#### [Goal of the exercise]
Copy every line below where the string "whether" is found.

#### [Records provided]
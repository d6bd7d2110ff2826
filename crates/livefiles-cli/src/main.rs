//! livefiles CLI
//!
//! Operator tool for a live file cache: crawl a directory, inspect what would
//! be served, or keep the cache running and report statistics.
//!
//! ## Usage
//!
//! ```bash
//! livefiles --root public list --long
//! livefiles --config livefiles.toml get /css/site.css --decompress
//! livefiles --root public -vv watch --interval 5
//! ```

use clap::{Parser, Subcommand};
use colored::Colorize;
use livefiles_cache::{LiveFilesConfig, LocalFiles, Lookup};
use std::error::Error;
use std::io::Write;
use std::path::PathBuf;
use std::process;
use std::time::Duration;
use tracing_subscriber::EnvFilter;
use tracing_subscriber::prelude::*;

type CliResult = Result<(), Box<dyn Error>>;

#[derive(Parser)]
#[command(name = "livefiles")]
#[command(about = "Live-updating precompressed static file cache", long_about = None)]
#[command(version)]
struct Cli {
	#[command(subcommand)]
	command: Commands,

	/// TOML configuration file
	#[arg(short, long, value_name = "PATH", global = true)]
	config: Option<PathBuf>,

	/// Served root directory (overrides the configuration file)
	#[arg(short, long, value_name = "DIRECTORY", global = true)]
	root: Option<PathBuf>,

	/// Verbosity level (can be repeated)
	#[arg(short, long, action = clap::ArgAction::Count, global = true)]
	verbosity: u8,
}

#[derive(Subcommand)]
enum Commands {
	/// List every directory and file route in the cache
	List {
		/// Show original and compressed sizes
		#[arg(short, long)]
		long: bool,
	},

	/// Print the cached body of one route to stdout
	Get {
		/// Route to look up, e.g. /css/site.css
		#[arg(value_name = "ROUTE")]
		route: String,

		/// Write the uncompressed content instead of the gzip body
		#[arg(long)]
		decompress: bool,

		/// Print response headers to stderr
		#[arg(long)]
		headers: bool,
	},

	/// Keep the cache live and report statistics until interrupted
	Watch {
		/// Seconds between statistics reports
		#[arg(long, value_name = "SECONDS", default_value_t = 10)]
		interval: u64,
	},
}

#[tokio::main]
async fn main() {
	let cli = Cli::parse();
	init_logging(cli.verbosity);

	let result = match load_config(cli.config.as_ref(), cli.root.as_ref()) {
		Ok(config) => match cli.command {
			Commands::List { long } => run_list(config, long),
			Commands::Get {
				route,
				decompress,
				headers,
			} => run_get(config, &route, decompress, headers),
			Commands::Watch { interval } => run_watch(config, interval).await,
		},
		Err(e) => Err(e),
	};

	if let Err(e) = result {
		eprintln!("{}: {}", "Error".red(), e);
		process::exit(1);
	}
}

fn init_logging(verbosity: u8) {
	let default_level = match verbosity {
		0 => "warn",
		1 => "info",
		2 => "debug",
		_ => "trace",
	};
	let env_filter =
		EnvFilter::try_from_default_env().unwrap_or_else(|_| EnvFilter::new(default_level));

	tracing_subscriber::registry()
		.with(env_filter)
		.with(tracing_subscriber::fmt::layer().with_writer(std::io::stderr))
		.init();
}

fn load_config(
	path: Option<&PathBuf>,
	root: Option<&PathBuf>,
) -> Result<LiveFilesConfig, Box<dyn Error>> {
	let mut config = match path {
		Some(path) => LiveFilesConfig::from_file(path)?,
		None => LiveFilesConfig::default(),
	};
	if let Some(root) = root {
		config.root = root.clone();
	}
	config.validate()?;
	Ok(config)
}

fn run_list(config: LiveFilesConfig, long: bool) -> CliResult {
	let files = LocalFiles::new(config)?;
	let store = files.store();

	for route in files.browse() {
		if store.is_directory(&route) {
			println!("{}", route.blue().bold());
			continue;
		}
		match store.get(&route).entry() {
			Some(entry) if long => {
				let meta = entry.metadata();
				println!(
					"{:<48} {:>10} {:>10}  {}",
					route, meta.original_size, meta.compressed_size, meta.mime_type
				);
			}
			_ => println!("{}", route),
		}
	}

	let stats = files.statistics();
	eprintln!(
		"{} files, {} directories, {} -> {} bytes",
		stats.entry_count.to_string().green(),
		stats.directory_count.to_string().green(),
		stats.original_bytes,
		stats.compressed_bytes
	);
	Ok(())
}

fn run_get(config: LiveFilesConfig, route: &str, decompress: bool, headers: bool) -> CliResult {
	let files = LocalFiles::new(config)?;

	match files.get_file(route) {
		Lookup::Found(entry) => {
			if headers {
				for (name, value) in entry.headers().iter() {
					eprintln!("{}: {}", name.as_str().cyan(), value.to_str().unwrap_or("<binary>"));
				}
			}
			let mut stdout = std::io::stdout().lock();
			if decompress {
				stdout.write_all(&entry.decompress()?)?;
			} else {
				stdout.write_all(entry.body())?;
			}
			stdout.flush()?;
			Ok(())
		}
		Lookup::Redirect(redirect) => {
			eprintln!(
				"{} {} -> {}",
				redirect.status().as_u16().to_string().yellow(),
				route,
				redirect.location
			);
			Ok(())
		}
		Lookup::NotFound => Err(format!("{} not found", route).into()),
	}
}

async fn run_watch(config: LiveFilesConfig, interval: u64) -> CliResult {
	let files = LocalFiles::new(config)?;
	files.start()?;
	eprintln!(
		"{} watching {} ({} files)",
		"Started".green(),
		files.root().display(),
		files.store().len()
	);

	let mut ticker = tokio::time::interval(Duration::from_secs(interval.max(1)));
	ticker.tick().await;
	loop {
		tokio::select! {
			signal = tokio::signal::ctrl_c() => {
				signal?;
				break;
			}
			_ = ticker.tick() => {
				let stats = files.statistics();
				eprintln!(
					"{} files, {} directories, {} bytes compressed ({:.1}% of original)",
					stats.entry_count,
					stats.directory_count,
					stats.compressed_bytes,
					stats.compression_ratio() * 100.0
				);
			}
		}
	}

	eprintln!("{}", "Stopping...".yellow());
	tokio::task::spawn_blocking(move || files.shutdown()).await?;
	Ok(())
}
//! Cache statistics

/// Snapshot of cache counters
#[derive(Debug, Clone, Default, PartialEq, Eq)]
pub struct CacheStatistics {
	/// Lookups answered with an entry
	pub hits: u64,
	/// Lookups answered with NotFound
	pub misses: u64,
	/// Lookups answered with a trailing-slash redirect
	pub redirects: u64,
	/// Current number of cached files
	pub entry_count: u64,
	/// Current number of known directories
	pub directory_count: u64,
	/// Sum of compressed body sizes in bytes
	pub compressed_bytes: u64,
	/// Sum of uncompressed content sizes in bytes
	pub original_bytes: u64,
}

impl CacheStatistics {
	/// Total number of lookups
	pub fn total_requests(&self) -> u64 {
		self.hits + self.misses + self.redirects
	}

	/// Calculate hit rate (0.0 to 1.0)
	///
	/// # Examples
	///
	/// ```
	/// use livefiles_cache::CacheStatistics;
	///
	/// let stats = CacheStatistics { hits: 3, misses: 1, ..Default::default() };
	/// assert_eq!(stats.hit_rate(), 0.75);
	/// ```
	pub fn hit_rate(&self) -> f64 {
		let total = self.total_requests();
		if total == 0 {
			0.0
		} else {
			self.hits as f64 / total as f64
		}
	}

	/// Ratio of compressed to original bytes (1.0 when empty)
	pub fn compression_ratio(&self) -> f64 {
		if self.original_bytes == 0 {
			1.0
		} else {
			self.compressed_bytes as f64 / self.original_bytes as f64
		}
	}
}
//! Concurrent route → entry store

use super::entry::CacheEntry;
use super::statistics::CacheStatistics;
use crate::route::{self, SEPARATOR};
use dashmap::{DashMap, DashSet};
use http::StatusCode;
use std::sync::Arc;
use std::sync::atomic::{AtomicU64, Ordering};

/// Permanent redirect to the same route with a trailing separator
#[derive(Debug, Clone, PartialEq, Eq)]
pub struct Redirect {
	/// Target route
	pub location: String,
}

impl Redirect {
	/// HTTP status of the redirect (always 301)
	pub fn status(&self) -> StatusCode {
		StatusCode::MOVED_PERMANENTLY
	}
}

/// Result of a route lookup
#[derive(Debug, Clone)]
pub enum Lookup {
	/// The route is cached
	Found(Arc<CacheEntry>),
	/// The route names a known directory without its trailing separator
	Redirect(Redirect),
	/// Nothing is cached for the route
	NotFound,
}

impl Lookup {
	/// Returns the entry of a `Found` result
	pub fn entry(&self) -> Option<&Arc<CacheEntry>> {
		match self {
			Lookup::Found(entry) => Some(entry),
			_ => None,
		}
	}

	/// Returns `true` for `NotFound`
	pub fn is_not_found(&self) -> bool {
		matches!(self, Lookup::NotFound)
	}
}

/// Route-keyed cache of prebuilt entries plus the set of known directories
///
/// Many threads may call [`get`](Self::get) and [`list_all`](Self::list_all)
/// while the reconciliation loop mutates the store. Both maps are sharded, so
/// readers never wait on one global lock, and an entry becomes visible only
/// as a complete `Arc<CacheEntry>`.
#[derive(Debug)]
pub struct CacheStore {
	index_route: String,
	index_file: String,
	serve_directory_index: bool,
	pages: DashMap<String, Arc<CacheEntry>>,
	directories: DashSet<String>,
	hits: AtomicU64,
	misses: AtomicU64,
	redirects: AtomicU64,
}

impl CacheStore {
	/// Creates an empty store
	///
	/// # Example
	///
	/// ```rust
	/// use livefiles_cache::{CacheStore, Lookup};
	///
	/// let store = CacheStore::new("index.html");
	/// assert!(matches!(store.get("/"), Lookup::NotFound));
	/// ```
	pub fn new(index_file: impl Into<String>) -> Self {
		let index_file = index_file.into();
		Self {
			index_route: route::join("/", &index_file),
			index_file,
			serve_directory_index: false,
			pages: DashMap::new(),
			directories: DashSet::new(),
			hits: AtomicU64::new(0),
			misses: AtomicU64::new(0),
			redirects: AtomicU64::new(0),
		}
	}

	/// Retries `route + index_file` for routes that end in a separator
	pub fn with_directory_index(mut self, enable: bool) -> Self {
		self.serve_directory_index = enable;
		self
	}

	/// Looks up a route
	///
	/// `/` is rewritten to the index file. A miss on a known directory route
	/// without a trailing separator yields a [`Redirect`].
	pub fn get(&self, route_path: &str) -> Lookup {
		let mut key = route::normalize_route(route_path);
		if key == "/" {
			key.clone_from(&self.index_route);
		}

		if let Some(entry) = self.lookup_entry(&key) {
			return self.hit(entry);
		}

		if key.ends_with(SEPARATOR) {
			if self.serve_directory_index
				&& let Some(entry) = self.lookup_entry(&route::join(&key, &self.index_file))
			{
				return self.hit(entry);
			}
		} else if self.directories.contains(&key) {
			self.redirects.fetch_add(1, Ordering::Relaxed);
			return Lookup::Redirect(Redirect {
				location: format!("{}/", key),
			});
		}

		self.misses.fetch_add(1, Ordering::Relaxed);
		Lookup::NotFound
	}

	fn lookup_entry(&self, key: &str) -> Option<Arc<CacheEntry>> {
		self.pages.get(key).map(|entry| Arc::clone(entry.value()))
	}

	fn hit(&self, entry: Arc<CacheEntry>) -> Lookup {
		self.hits.fetch_add(1, Ordering::Relaxed);
		Lookup::Found(entry)
	}

	/// Publishes an entry, replacing any previous one for the same route
	///
	/// Returns the replaced entry.
	pub fn put(&self, key: impl Into<String>, entry: CacheEntry) -> Option<Arc<CacheEntry>> {
		self.pages.insert(key.into(), Arc::new(entry))
	}

	/// Removes an entry; returns whether one was present
	pub fn remove(&self, key: &str) -> bool {
		self.pages.remove(key).is_some()
	}

	/// Removes every file entry below a directory route; returns how many
	pub fn remove_under(&self, directory: &str) -> usize {
		let before = self.pages.len();
		self.pages.retain(|key, _| !route::is_under(key, directory));
		before.saturating_sub(self.pages.len())
	}

	/// File routes strictly below a directory route
	pub fn keys_under(&self, directory: &str) -> Vec<String> {
		self.pages
			.iter()
			.filter(|entry| route::is_under(entry.key(), directory))
			.map(|entry| entry.key().clone())
			.collect()
	}

	/// Returns `true` if a file entry exists for `key`
	pub fn contains(&self, key: &str) -> bool {
		self.pages.contains_key(key)
	}

	/// Records a known directory route
	pub fn insert_directory(&self, directory: impl Into<String>) -> bool {
		self.directories.insert(directory.into())
	}

	/// Forgets a directory route; returns whether it was known
	pub fn remove_directory(&self, directory: &str) -> bool {
		self.directories.remove(directory).is_some()
	}

	/// Returns `true` if `directory` is a known directory route
	pub fn is_directory(&self, directory: &str) -> bool {
		self.directories.contains(directory)
	}

	/// Union of directory routes and file routes, sorted
	pub fn list_all(&self) -> Vec<String> {
		let mut routes = Vec::with_capacity(self.directories.len() + self.pages.len());
		routes.extend(self.directories.iter().map(|dir| dir.key().clone()));
		routes.extend(self.pages.iter().map(|entry| entry.key().clone()));
		routes.sort();
		routes
	}

	/// Number of cached files
	pub fn len(&self) -> usize {
		self.pages.len()
	}

	/// Returns `true` if no file is cached
	pub fn is_empty(&self) -> bool {
		self.pages.is_empty()
	}

	/// Snapshot of counters and sizes
	pub fn statistics(&self) -> CacheStatistics {
		let (compressed_bytes, original_bytes) =
			self.pages.iter().fold((0, 0), |(compressed, original), entry| {
				let meta = entry.value().metadata();
				(
					compressed + meta.compressed_size,
					original + meta.original_size,
				)
			});

		CacheStatistics {
			hits: self.hits.load(Ordering::Relaxed),
			misses: self.misses.load(Ordering::Relaxed),
			redirects: self.redirects.load(Ordering::Relaxed),
			entry_count: self.pages.len() as u64,
			directory_count: self.directories.len() as u64,
			compressed_bytes,
			original_bytes,
		}
	}
}
//! Reconciliation loop keeping the cache in sync with the filesystem
//!
//! The loop owns the [`WatchRegistrar`] and is the only writer of the
//! [`CacheStore`] once started. It waits for notification batches with a
//! bounded timeout and re-checks its running flag after every wait, so a
//! stop request takes effect within one timeout.

use crate::cache::CacheStore;
use crate::compression::{CrawlResult, ResponseBuilder, TreeCrawler};
use crate::config::OverflowPolicy;
use crate::error::{LiveFilesError, Result};
use crate::route::route_for;
use crate::watch::{WatchBatch, WatchEventKind, WatchHandle, WatchRegistrar};
use std::collections::HashSet;
use std::fs;
use std::path::{Path, PathBuf};
use std::sync::Arc;
use std::sync::atomic::{AtomicBool, Ordering};
use std::time::Duration;

/// Default bounded wait for one batch of notifications
pub const DEFAULT_POLL_TIMEOUT: Duration = Duration::from_secs(5);

/// Lifecycle of the reconciliation loop
#[derive(Debug, Clone, Copy, PartialEq, Eq)]
pub enum LoopState {
	/// Not consuming notifications
	Stopped,
	/// Consuming notifications on the background thread
	Running,
}

impl LoopState {
	/// State corresponding to a running flag
	pub fn from_flag(running: &AtomicBool) -> Self {
		if running.load(Ordering::Acquire) {
			LoopState::Running
		} else {
			LoopState::Stopped
		}
	}
}

/// Background task applying filesystem changes to the cache
pub struct ReconcileLoop {
	registrar: WatchRegistrar,
	builder: Arc<ResponseBuilder>,
	store: Arc<CacheStore>,
	crawler: TreeCrawler,
	running: Arc<AtomicBool>,
	poll_timeout: Duration,
	overflow_policy: OverflowPolicy,
}

impl ReconcileLoop {
	/// Creates a loop; `running` is the shared liveness flag
	pub fn new(
		registrar: WatchRegistrar,
		builder: Arc<ResponseBuilder>,
		store: Arc<CacheStore>,
		crawler: TreeCrawler,
		running: Arc<AtomicBool>,
	) -> Self {
		Self {
			registrar,
			builder,
			store,
			crawler,
			running,
			poll_timeout: DEFAULT_POLL_TIMEOUT,
			overflow_policy: OverflowPolicy::default(),
		}
	}

	/// Sets the bounded wait (and therefore the shutdown latency)
	pub fn with_poll_timeout(mut self, timeout: Duration) -> Self {
		self.poll_timeout = timeout;
		self
	}

	/// Sets the overflow handling
	pub fn with_overflow_policy(mut self, policy: OverflowPolicy) -> Self {
		self.overflow_policy = policy;
		self
	}

	/// Current state as seen through the running flag
	pub fn state(&self) -> LoopState {
		LoopState::from_flag(&self.running)
	}

	/// The registrar owned by this loop
	pub fn registrar(&self) -> &WatchRegistrar {
		&self.registrar
	}

	/// Crawls `root`, registers every directory and publishes every file
	///
	/// # Errors
	///
	/// Only an unreadable `root` is an error; individual directories and
	/// files that fail are logged and left out.
	pub fn populate(&mut self, root: &Path) -> Result<()> {
		let listing = self.crawler.crawl(root)?;
		self.absorb_listing(&listing);
		tracing::info!(
			root = %root.display(),
			files = self.store.len(),
			directories = self.registrar.len(),
			"initial crawl complete"
		);
		Ok(())
	}

	/// Runs until the running flag is cleared
	pub async fn run(mut self) {
		tracing::info!(timeout = ?self.poll_timeout, "reconciliation loop started");

		while self.running.load(Ordering::Acquire) {
			match self.registrar.next_batch(self.poll_timeout).await {
				Ok(Some(batch)) => self.apply_batch(batch),
				Ok(None) => {}
				Err(LiveFilesError::WatcherClosed) => {
					tracing::error!("notification channel closed; stopping reconciliation");
					self.running.store(false, Ordering::Release);
					break;
				}
				Err(err) => {
					tracing::warn!(error = %err, "wait for notifications interrupted");
				}
			}
		}

		tracing::info!("reconciliation loop stopped");
	}

	/// Applies every event of `batch`, then drops the subscription if it is
	/// no longer valid
	pub fn apply_batch(&mut self, batch: WatchBatch) {
		let handle = batch.handle;
		tracing::debug!(%handle, events = batch.events.len(), "applying batch");

		for event in batch.events {
			let Some(parent) = self.registrar.resolve(handle).map(Path::to_path_buf) else {
				tracing::error!(
					%handle,
					kind = ?event.kind,
					name = %event.name.display(),
					"event for unknown subscription"
				);
				continue;
			};

			match event.kind {
				WatchEventKind::Create => {
					let path = parent.join(&event.name);
					if self.is_unfollowed_link(&path) {
						self.skip_link(&path);
					} else if path.is_dir() {
						self.directory_created(&path);
					} else {
						self.publish(&path);
					}
				}
				WatchEventKind::Modify => {
					let path = parent.join(&event.name);
					if !path.is_dir() {
						self.publish(&path);
					}
				}
				WatchEventKind::Delete => self.unpublish(&parent.join(&event.name)),
				WatchEventKind::Overflow => self.overflow(&parent),
			}
		}

		if self.registrar.resolve(handle).is_some() && !self.registrar.is_valid(handle) {
			self.registrar.invalidate(handle);
		}
	}

	fn publish(&self, path: &Path) {
		if self.is_unfollowed_link(path) {
			self.skip_link(path);
			return;
		}

		match self.builder.build(path) {
			Ok(entry) => {
				let route = entry.route().to_string();
				let size = entry.metadata().compressed_size;
				let replaced = self.store.put(route.clone(), entry).is_some();
				tracing::info!(route = %route, size, replaced, "published");
			}
			Err(err) => {
				tracing::warn!(path = %path.display(), error = %err, "build failed; entry not cached");
			}
		}
	}

	fn unpublish(&mut self, path: &Path) {
		if self.registrar.is_registered(path) {
			let dropped = self.registrar.invalidate_tree(path);
			tracing::info!(path = %path.display(), dropped, "directory removed");
			return;
		}

		let route = match route_for(self.builder.root(), path) {
			Ok(route) => route,
			Err(err) => {
				tracing::warn!(path = %path.display(), error = %err, "cannot unpublish");
				return;
			}
		};
		if self.store.remove(&route) {
			tracing::info!(route = %route, "unpublished");
			return;
		}

		// an unwatched directory still has cached files below it
		let dropped = self.registrar.invalidate_tree(path);
		let purged = self.store.remove_under(&route);
		self.store.remove_directory(&route);
		tracing::info!(route = %route, dropped, purged, "unpublished");
	}

	fn is_unfollowed_link(&self, path: &Path) -> bool {
		!self.crawler.follows_symlinks()
			&& fs::symlink_metadata(path).is_ok_and(|meta| meta.file_type().is_symlink())
	}

	fn skip_link(&self, path: &Path) {
		tracing::debug!(path = %path.display(), "symbolic link not followed");
		if let Ok(route) = route_for(self.builder.root(), path)
			&& self.store.remove(&route)
		{
			tracing::info!(route = %route, "unpublished");
		}
	}

	fn directory_created(&mut self, path: &Path) {
		match self.crawler.crawl_below(self.registrar.root(), path) {
			Ok(listing) => self.absorb_listing(&listing),
			Err(err) => {
				tracing::warn!(path = %path.display(), error = %err, "new directory unreadable");
			}
		}
	}

	fn overflow(&mut self, directory: &Path) {
		match self.overflow_policy {
			OverflowPolicy::Ignore => {
				tracing::warn!(path = %directory.display(), "notification overflow ignored");
			}
			OverflowPolicy::Rescan => {
				tracing::warn!(path = %directory.display(), "notification overflow; rescanning");
				self.rescan(directory);
			}
		}
	}

	/// Re-crawls `directory` and reconciles everything cached below it
	fn rescan(&mut self, directory: &Path) {
		let listing = match self.crawler.crawl_below(self.registrar.root(), directory) {
			Ok(listing) => listing,
			Err(err) => {
				tracing::warn!(path = %directory.display(), error = %err, "rescan failed; dropping directory");
				self.registrar.invalidate_tree(directory);
				return;
			}
		};

		let present_dirs: HashSet<&PathBuf> = listing.directories.iter().collect();
		for (handle, known) in self.registrar.registered_under(directory) {
			if !present_dirs.contains(&known) {
				self.registrar.invalidate(handle);
			}
		}

		if let Ok(route) = route_for(self.builder.root(), directory) {
			let present: HashSet<String> = listing
				.files
				.iter()
				.filter_map(|file| route_for(self.builder.root(), file).ok())
				.collect();
			for key in self.store.keys_under(&route) {
				if !present.contains(&key) {
					self.store.remove(&key);
					tracing::info!(route = %key, "unpublished stale entry");
				}
			}
		}

		self.absorb_listing(&listing);
	}

	fn absorb_listing(&mut self, listing: &CrawlResult) {
		for directory in &listing.directories {
			if self.registrar.is_registered(directory) {
				continue;
			}
			if let Err(err) = self.registrar.register(directory) {
				tracing::warn!(path = %directory.display(), error = %err, "directory left unwatched");
			}
		}
		for file in &listing.files {
			self.publish(file);
		}
	}

	/// Handle of the subscription watching `directory`, if any
	pub fn handle_of(&self, directory: &Path) -> Option<WatchHandle> {
		self.registrar.handle_of(directory)
	}
}

impl std::fmt::Debug for ReconcileLoop {
	fn fmt(&self, f: &mut std::fmt::Formatter<'_>) -> std::fmt::Result {
		f.debug_struct("ReconcileLoop")
			.field("registrar", &self.registrar)
			.field("state", &self.state())
			.field("poll_timeout", &self.poll_timeout)
			.field("overflow_policy", &self.overflow_policy)
			.finish_non_exhaustive()
	}
}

#### [Result for this task]
	/// Removes an entry; returns whether one was present
	/// Forgets a directory route; returns whether it was known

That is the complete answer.